During one very trying week in which I spent a lot of time at the “foot of the cross,” I was sent an e-mail describing a “pilgrimage” made by my oldest daughter with her two little sons in tow to a local shrine. Complete with pictures, she told me that they lit a candle for Grandma’s intentions and said a prayer for me. My eyes filled with healing tears as I saw the picture of my little grandson kneeling in prayer by the Holy Family Shrine, and the other one smiling brightly from his stroller. The grace I received from that was precious to me!
Each family member expressed themselves in a different way as Lent progressed. My husband found a copy of a favorite book of James Herriot stories that our children had loved and mailed it to our grandsons. It was an affirmation of his love for them, and a promised hope for the future of sharing time together with a good book.
One morning, I noticed that Den was ready for work earlier than usual. When I asked him why, he replied that our daughter Jessie had ordered him his favorite specialty sandwich from a local shop and he had to pick it up on his way to work.

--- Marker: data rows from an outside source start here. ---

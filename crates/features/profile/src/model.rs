use folio_derive::api_model;

/// Identifier length of generated content records.
pub const RECORD_ID_LEN: usize = 20;

/// Greeting returned by the API root.
#[api_model]
#[derive(Clone, PartialEq, Eq)]
pub struct ApiInfo {
    pub message: String,
}

#[api_model]
#[derive(Clone, PartialEq, Eq)]
pub struct PersonalInfo {
    pub id: String,
    pub name: String,
    pub surname: String,
    pub title: String,
    pub subtitle: String,
    pub location: String,
    pub email: String,
    pub phone: String,
    pub availability_status: String,
}

/// A headline figure with its caption, e.g. `5+` / `Years Experience`.
#[api_model]
#[derive(Clone, PartialEq, Eq)]
pub struct Metric {
    pub value: String,
    pub label: String,
}

impl Metric {
    pub fn new(value: impl Into<String>, label: impl Into<String>) -> Self {
        Self { value: value.into(), label: label.into() }
    }
}

#[api_model]
#[derive(Clone, PartialEq, Eq)]
pub struct AboutStats {
    pub years_experience: Metric,
    pub projects_completed: Metric,
    pub business_growth: Metric,
    pub certifications: Metric,
}

#[api_model]
#[derive(Clone, PartialEq, Eq)]
pub struct AboutInfo {
    pub id: String,
    pub journey_description: String,
    pub current_focus: String,
    pub stats: AboutStats,
}

#[api_model]
#[derive(Clone, PartialEq, Eq)]
pub struct SkillCategory {
    pub id: String,
    pub category_name: String,
    pub icon: String,
    pub skills: Vec<String>,
}

#[api_model]
#[derive(Clone, PartialEq, Eq)]
pub struct Experience {
    pub id: String,
    pub position: String,
    pub company: String,
    pub location: String,
    pub start_date: String,
    pub end_date: String,
    pub is_current: bool,
    pub achievements: Vec<String>,
    /// Serialized as `null` when the role has no headline figure.
    pub highlight_metric: Option<Metric>,
}

#[api_model]
#[derive(Clone, PartialEq, Eq)]
pub struct Project {
    pub id: String,
    pub title: String,
    pub category: String,
    pub description: String,
    pub technologies: Vec<String>,
    pub key_results: Vec<String>,
    /// Free text such as `Completed`, `Completed 2025` or `Ongoing`.
    pub status: String,
}
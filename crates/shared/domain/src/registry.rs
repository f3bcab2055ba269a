//! Slice registry for modular features.
//! A minimal type-erased container for pre-initialized feature state.

use std::any::{Any, TypeId};
use std::fmt::Debug;

/// Marker trait for feature state that can be shared across request tasks.
pub trait FeatureSlice: Any + Debug + Send + Sync {
    /// Helper to allow downcasting from the trait object.
    fn as_any(&self) -> &dyn Any;
}

/// A container for an initialized feature.
#[derive(Debug)]
pub struct InitializedSlice {
    pub id: TypeId,
    pub name: &'static str,
    pub state: Box<dyn FeatureSlice>,
}

impl InitializedSlice {
    /// Wraps a concrete slice state, keyed by its type.
    pub fn new<T: FeatureSlice>(state: T) -> Self {
        Self { id: TypeId::of::<T>(), name: std::any::type_name::<T>(), state: Box::new(state) }
    }

    /// Downcasts the stored state back to its concrete type.
    #[must_use]
    pub fn downcast_ref<T: FeatureSlice>(&self) -> Option<&T> {
        self.state.as_any().downcast_ref::<T>()
    }
}
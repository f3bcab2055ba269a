#![allow(unreachable_pub)]
#![allow(clippy::needless_pass_by_value)]

//! # Macros
//!
//! Procedural macros shared by every crate of the workspace: error enums,
//! API data models, HTTP handlers, and feature slice handles.
//!
//! The examples below are `ignore`d because a proc-macro crate cannot use its own macros.

mod macros;

use proc_macro::TokenStream;
use syn::{DeriveInput, ItemFn, ItemStruct, parse_macro_input};

/// Attribute macro to define a standard API data model.
///
/// # Injected Behaviors
///
/// * **Derives**: `Debug`, `Serialize`, and `Deserialize` when missing.
/// * **`OpenAPI`**: `utoipa::ToSchema` behind the consuming crate's `server` feature.
/// * **Serde Policy**: `rename_all = "snake_case"` and `deny_unknown_fields` unless overridden.
///
/// # Arguments
///
/// * `rename_all = "camelCase"` - Overrides the default Serde rename policy.
/// * `deny_unknown_fields = false` - Accepts and drops unknown input fields.
///
/// # Example
///
/// ```rust,ignore
/// use folio_derive::api_model;
///
/// #[api_model(deny_unknown_fields = false)]
/// pub struct ContactSubmission {
///     pub name: String,
///     pub email: String,
/// }
/// ```
#[proc_macro_attribute]
pub fn api_model(attr: TokenStream, item: TokenStream) -> TokenStream {
    let input = parse_macro_input!(item as ItemStruct);
    macros::api::expand_api_model(attr.into(), input).into()
}

/// Attribute macro to bridge Axum handlers with `OpenAPI` documentation.
///
/// Accepts the regular `utoipa::path` arguments (`get`, `post`, `path = "..."`,
/// `responses(...)`, `tag = ...`) and forwards them when the consuming crate enables
/// its `server` feature.
///
/// # Example
///
/// ```rust,ignore
/// #[api_handler(
///     get,
///     path = "/health",
///     responses((status = OK, body = HealthResponse)),
///     tag = "System"
/// )]
/// pub async fn health_handler() -> impl IntoResponse { /* ... */ }
/// ```
#[proc_macro_attribute]
pub fn api_handler(args: TokenStream, item: TokenStream) -> TokenStream {
    let input = parse_macro_input!(item as ItemFn);
    macros::api::expand_api_handler(args.into(), input).into()
}

/// Attribute macro for defining crate-level error enums.
///
/// # Features
///
/// * **Automatic Derives**: `Debug` and `thiserror::Error`.
/// * **Context Support**: a companion `<Name>Ext` trait adding `.context(...)` to results.
/// * **Conversions**: `From<T>` for every variant whose `source` type is unique within
///   the enum. When two variants wrap the same type (e.g. an intake and a retrieval
///   failure both caused by the store) no conversion is generated for that type, and
///   the variant has to be constructed explicitly.
/// * **Internal Fallback**: `From<&'static str>` and `From<String>` when an `Internal`
///   variant exists.
///
/// # Requirements
///
/// 1. Only enums with named-field variants are accepted.
/// 2. Variants with a source must carry `context: Option<Cow<'static, str>>`.
///
/// # Example
///
/// ```rust,ignore
/// use folio_derive::folio_error;
/// use std::borrow::Cow;
///
/// #[folio_error]
/// pub enum DatabaseError {
///     #[error("SurrealDB error{}: {source}", format_context(.context))]
///     Surreal { source: surrealdb::Error, context: Option<Cow<'static, str>> },
///
///     #[error("Internal fault{}: {message}", format_context(.context))]
///     Internal { message: Cow<'static, str>, context: Option<Cow<'static, str>> },
/// }
/// ```
#[proc_macro_attribute]
pub fn folio_error(_args: TokenStream, item: TokenStream) -> TokenStream {
    let input = parse_macro_input!(item as DeriveInput);
    macros::error::expand_derive(input).into()
}

/// Attribute macro to define a feature slice handle.
///
/// Turns the annotated struct into `<Name>Inner`, wraps it in a cloneable
/// `Arc` handle named `<Name>`, implements `Deref` to the inner state and
/// registers the handle as a `FeatureSlice` for the kernel registry.
///
/// # Example
/// ```rust,ignore
/// #[folio_derive::folio_slice]
/// pub struct Contact {
///     pub service: ContactService,
/// }
///
/// let slice = Contact::new(ContactInner { service });
/// ```
#[proc_macro_attribute]
pub fn folio_slice(_attr: TokenStream, item: TokenStream) -> TokenStream {
    let input = syn::parse_macro_input!(item as ItemStruct);
    macros::slice::expand_slice(input).into()
}
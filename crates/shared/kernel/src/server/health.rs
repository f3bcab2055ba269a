use axum::extract::State;
use axum::http::{StatusCode, header};
use axum::{Json, response::IntoResponse};
use folio_database::Database;
use folio_derive::{api_handler, api_model};
use folio_domain::constants::SYSTEM_TAG;
use std::sync::LazyLock;
use std::time::Instant;

#[api_model]
/// Health check response
pub struct HealthResponse {
    /// `up` when the document store answers, `degraded` otherwise
    pub status: String,
    /// Document store reachability
    pub database: String,
    /// Version
    pub version: String,
    /// Uptime in seconds
    pub uptime: u64,
}

static START_TIME: LazyLock<Instant> = LazyLock::new(Instant::now);

#[api_handler(
    get,
    path = "/health",
    responses(
        (status = OK, description = "Service and store are healthy", body = HealthResponse),
        (status = SERVICE_UNAVAILABLE, description = "Document store unreachable", body = HealthResponse),
    ),
    tag = SYSTEM_TAG,
)]
pub(super) async fn health_handler(State(database): State<Database>) -> impl IntoResponse {
    let database_up = database.health().await.is_ok();
    let (status, label) =
        if database_up { (StatusCode::OK, "up") } else { (StatusCode::SERVICE_UNAVAILABLE, "degraded") };

    let body = HealthResponse {
        status: label.to_owned(),
        database: if database_up { "up" } else { "down" }.to_owned(),
        version: env!("CARGO_PKG_VERSION").to_owned(),
        uptime: START_TIME.elapsed().as_secs(),
    };

    (
        status,
        [
            (header::CACHE_CONTROL, "no-store, no-cache, must-revalidate"),
            (header::PRAGMA, "no-cache"),
        ],
        Json(body),
    )
}
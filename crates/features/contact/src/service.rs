use crate::error::ContactError;
use crate::model::{ContactMessage, ContactSubmission};
use crate::store::ContactStore;
use tracing::{info, instrument};

/// Upper bound on messages returned by [`ContactService::recent`].
pub const MESSAGE_LIMIT: usize = 100;

/// Intake and retrieval of contact messages over a [`ContactStore`].
#[derive(Debug, Clone)]
pub struct ContactService<S> {
    store: S,
}

impl<S: ContactStore> ContactService<S> {
    pub const fn new(store: S) -> Self {
        Self { store }
    }

    /// Validates, stamps and persists a submission, returning the stored record.
    ///
    /// Invalid submissions never reach the store.
    #[instrument(skip_all)]
    pub async fn submit(&self, submission: ContactSubmission) -> Result<ContactMessage, ContactError> {
        let valid = submission
            .validate()
            .map_err(|violations| ContactError::Validation { violations, context: None })?;

        let message = ContactMessage::new(valid);
        self.store
            .insert(&message)
            .await
            .map_err(|source| ContactError::Intake { source, context: None })?;

        info!(id = %message.id, "Contact message stored");
        Ok(message)
    }

    /// Up to [`MESSAGE_LIMIT`] messages, newest first.
    #[instrument(skip_all)]
    pub async fn recent(&self) -> Result<Vec<ContactMessage>, ContactError> {
        self.store
            .latest(MESSAGE_LIMIT)
            .await
            .map_err(|source| ContactError::Retrieval { source, context: None })
    }
}
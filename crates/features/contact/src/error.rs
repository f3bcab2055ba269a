use folio_database::DatabaseError;
use folio_kernel::validation::FieldViolation;
use std::borrow::Cow;

/// Failures of the contact intake and retrieval flow.
#[folio_derive::folio_error]
pub enum ContactError {
    /// The submission was rejected before reaching the store.
    #[error("Invalid contact submission{}: {}", format_context(.context), describe(.violations))]
    Validation { violations: Vec<FieldViolation>, context: Option<Cow<'static, str>> },

    /// The store did not accept the new message.
    #[error("Failed to save message{}: {source}", format_context(.context))]
    Intake { source: DatabaseError, context: Option<Cow<'static, str>> },

    /// The store could not list messages.
    #[error("Failed to retrieve messages{}: {source}", format_context(.context))]
    Retrieval { source: DatabaseError, context: Option<Cow<'static, str>> },
}

fn describe(violations: &[FieldViolation]) -> String {
    violations.iter().map(|v| format!("{} {}", v.field, v.message)).collect::<Vec<_>>().join(", ")
}

#[cfg(feature = "server")]
impl From<ContactError> for folio_kernel::server::ApiError {
    fn from(err: ContactError) -> Self {
        match err {
            ContactError::Validation { violations, .. } => Self::validation(violations),
            other => Self::internal(other.to_string()),
        }
    }
}
use serde::{Deserialize, Deserializer};
use std::net::{IpAddr, Ipv4Addr};
use std::ops::{Deref, DerefMut};
use std::path::PathBuf;
use std::sync::Arc;

/// Top-level application configuration shared across services.
#[derive(Default, Debug, Clone, Deserialize)]
#[serde(default)]
pub struct AppConfigInner {
    pub server: ServerConfig,
    pub database: DatabaseConfig,
    pub logging: LoggingConfig,
}

/// Thin Arc-wrapped config for inexpensive cloning into subsystems.
#[derive(Default, Debug, Clone, Deserialize)]
pub struct AppConfig {
    #[serde(flatten, default)]
    inner: Arc<AppConfigInner>,
}

impl Deref for AppConfig {
    type Target = AppConfigInner;

    fn deref(&self) -> &Self::Target {
        &self.inner
    }
}

impl DerefMut for AppConfig {
    fn deref_mut(&mut self) -> &mut AppConfigInner {
        Arc::make_mut(&mut self.inner)
    }
}

/// HTTP server configuration.
#[derive(Debug, Clone, Deserialize)]
#[serde(default)]
pub struct ServerConfig {
    pub address: IpAddr,
    pub port: u16,
    pub ssl: Option<SslConfig>,
    pub cors: CorsConfig,
}

/// TLS certificate/key paths.
#[derive(Debug, Clone, Deserialize)]
#[serde(default)]
pub struct SslConfig {
    pub cert: PathBuf,
    pub key: PathBuf,
}

/// Cross-origin request policy.
///
/// A `"*"` entry allows any origin (without credentials); otherwise only the
/// listed origins are accepted and credentials are allowed.
#[derive(Debug, Clone, Deserialize)]
#[serde(default)]
pub struct CorsConfig {
    /// A list, or one comma-separated string as set from the environment.
    #[serde(deserialize_with = "origin_list")]
    pub allowed_origins: Vec<String>,
}

fn origin_list<'de, D: Deserializer<'de>>(deserializer: D) -> Result<Vec<String>, D::Error> {
    #[derive(Deserialize)]
    #[serde(untagged)]
    enum Origins {
        List(Vec<String>),
        Joined(String),
    }

    Ok(match Origins::deserialize(deserializer)? {
        Origins::List(origins) => origins,
        Origins::Joined(joined) => joined
            .split(',')
            .map(str::trim)
            .filter(|origin| !origin.is_empty())
            .map(str::to_owned)
            .collect(),
    })
}

impl CorsConfig {
    #[must_use]
    pub fn allows_any(&self) -> bool {
        self.allowed_origins.iter().any(|origin| origin.trim() == "*")
    }
}

/// Document store connection configuration.
#[derive(Debug, Clone, Deserialize)]
#[serde(default)]
pub struct DatabaseConfig {
    pub url: String,
    pub namespace: String,
    pub database: String,
    pub credentials: Option<DatabaseCredentials>,
}

/// Root credentials (not needed for unauthenticated engines like mem://).
/// Both fields must be present when the section is given.
#[derive(Clone, Deserialize)]
pub struct DatabaseCredentials {
    pub username: String,
    pub password: String,
}

impl std::fmt::Debug for DatabaseCredentials {
    fn fmt(&self, f: &mut std::fmt::Formatter<'_>) -> std::fmt::Result {
        f.debug_struct("DatabaseCredentials")
            .field("username", &self.username)
            .field("password", &"***")
            .finish()
    }
}

/// Log output configuration.
#[derive(Debug, Clone, Deserialize)]
#[serde(default)]
pub struct LoggingConfig {
    /// Default level (`trace`, `debug`, `info`, `warn`, `error`).
    pub level: String,
    /// Optional directives, e.g. `folio_contact=debug,tower_http=info`.
    pub filter: Option<String>,
    /// Directory for rolling log files; console only when unset.
    pub directory: Option<PathBuf>,
    /// Write file logs as JSON lines.
    pub json: bool,
}

// --- Default ---

impl Default for ServerConfig {
    fn default() -> Self {
        Self {
            address: IpAddr::V4(Ipv4Addr::UNSPECIFIED),
            port: 8001,
            ssl: None,
            cors: CorsConfig::default(),
        }
    }
}

impl Default for SslConfig {
    fn default() -> Self {
        Self { cert: PathBuf::from("cert.pem"), key: PathBuf::from("key.pem") }
    }
}

impl Default for CorsConfig {
    fn default() -> Self {
        Self { allowed_origins: vec!["*".to_owned()] }
    }
}

impl Default for DatabaseConfig {
    fn default() -> Self {
        Self {
            url: "mem://".to_owned(),
            namespace: "folio".to_owned(),
            database: "portfolio".to_owned(),
            credentials: None,
        }
    }
}

impl Default for LoggingConfig {
    fn default() -> Self {
        Self { level: "info".to_owned(), filter: None, directory: None, json: false }
    }
}
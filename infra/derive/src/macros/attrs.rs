use fxhash::FxHashSet;
use syn::Attribute;

/// Collects the trait names already present in `#[derive(...)]` attributes.
///
/// Paths are reduced to their last segment, so `serde::Serialize` and
/// `Serialize` are treated the same.
pub fn derived_trait_names(attrs: &[Attribute]) -> FxHashSet<String> {
    let mut traits = FxHashSet::default();

    for attr in attrs.iter().filter(|attr| attr.path().is_ident("derive")) {
        let _ = attr.parse_nested_meta(|meta| {
            if let Some(segment) = meta.path.segments.last() {
                traits.insert(segment.ident.to_string());
            }
            Ok(())
        });
    }

    traits
}
pub mod api;
pub mod attrs;
pub mod error;
pub mod slice;
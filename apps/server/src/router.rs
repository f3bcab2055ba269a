use axum::Router;
use axum::http::HeaderValue;
use folio::domain::config::CorsConfig;
use folio::domain::constants::{CONTACT_TAG, PORTFOLIO_TAG, SYSTEM_TAG};
use folio::kernel::prelude::ApiState;
use tower_http::cors::{AllowHeaders, AllowMethods, AllowOrigin, Any, CorsLayer};
use tower_http::trace::TraceLayer;
use tracing::warn;
use utoipa::OpenApi;
use utoipa_axum::router::OpenApiRouter;
use utoipa_scalar::{Scalar, Servable};

pub(crate) const DOCS_PATH: &str = "/docs";

#[derive(OpenApi)]
#[openapi(
    info(title = "Folio Portfolio API", description = "Portfolio content and contact messages"),
    tags(
        (name = SYSTEM_TAG, description = "Service status"),
        (name = PORTFOLIO_TAG, description = "Static portfolio content"),
        (name = CONTACT_TAG, description = "Contact message intake and retrieval"),
    )
)]
struct ApiDoc;

pub(crate) fn init(state: ApiState) -> Router {
    let cors = cors_layer(&state.config.server.cors);

    // Separate the OpenAPI routes and the API documentation object
    let (openapi_routes, api_doc) = OpenApiRouter::with_openapi(ApiDoc::openapi())
        .merge(folio::server::router::api_router())
        .layer(TraceLayer::new_for_http())
        .with_state(state)
        .split_for_parts();

    let scalar_routes = Scalar::with_url(DOCS_PATH, api_doc);

    Router::new().merge(openapi_routes).merge(scalar_routes).layer(cors)
}

/// `*` opens the API to every origin without credentials; an explicit list allows
/// credentials for exactly those origins.
fn cors_layer(cors: &CorsConfig) -> CorsLayer {
    if cors.allows_any() {
        return CorsLayer::new().allow_origin(Any).allow_methods(Any).allow_headers(Any);
    }

    let origins: Vec<HeaderValue> = cors
        .allowed_origins
        .iter()
        .filter_map(|origin| {
            let parsed = HeaderValue::from_str(origin.trim());
            if parsed.is_err() {
                warn!(%origin, "Ignoring invalid CORS origin");
            }
            parsed.ok()
        })
        .collect();

    CorsLayer::new()
        .allow_origin(AllowOrigin::list(origins))
        .allow_methods(AllowMethods::mirror_request())
        .allow_headers(AllowHeaders::mirror_request())
        .allow_credentials(true)
}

Another daughter placed post-it notes around her sister’s room when visiting. Each had a quote or Scripture verse and an encouraging word particular to her.
One afternoon, I arrived home to see a small bag near the back door. Since we live in a little village, the owner of a local olive oil store had taken the time to deliver a bag of assorted oils ordered by my son-in-law. Steve knows how much I enjoy cooking and trying some of their delicious oils and vinegars in my dishes. It was followed by a kind note that I received a few days later. I felt like a very lucky mother-in-law!
I had not intended anyone to accompany the spiritual with something material, but it became a lovely way for us to remind one another this Lent that we are blessed to call each other “family.” I may have made up the name of this exercise, but each person made it part of their own Lenten journey by expressing their love and concern in such thoughtful and individual ways.
When Easter arrived this year, the distance between us was a little smaller, the spiritual bonds greater and the gift of family more deeply treasured.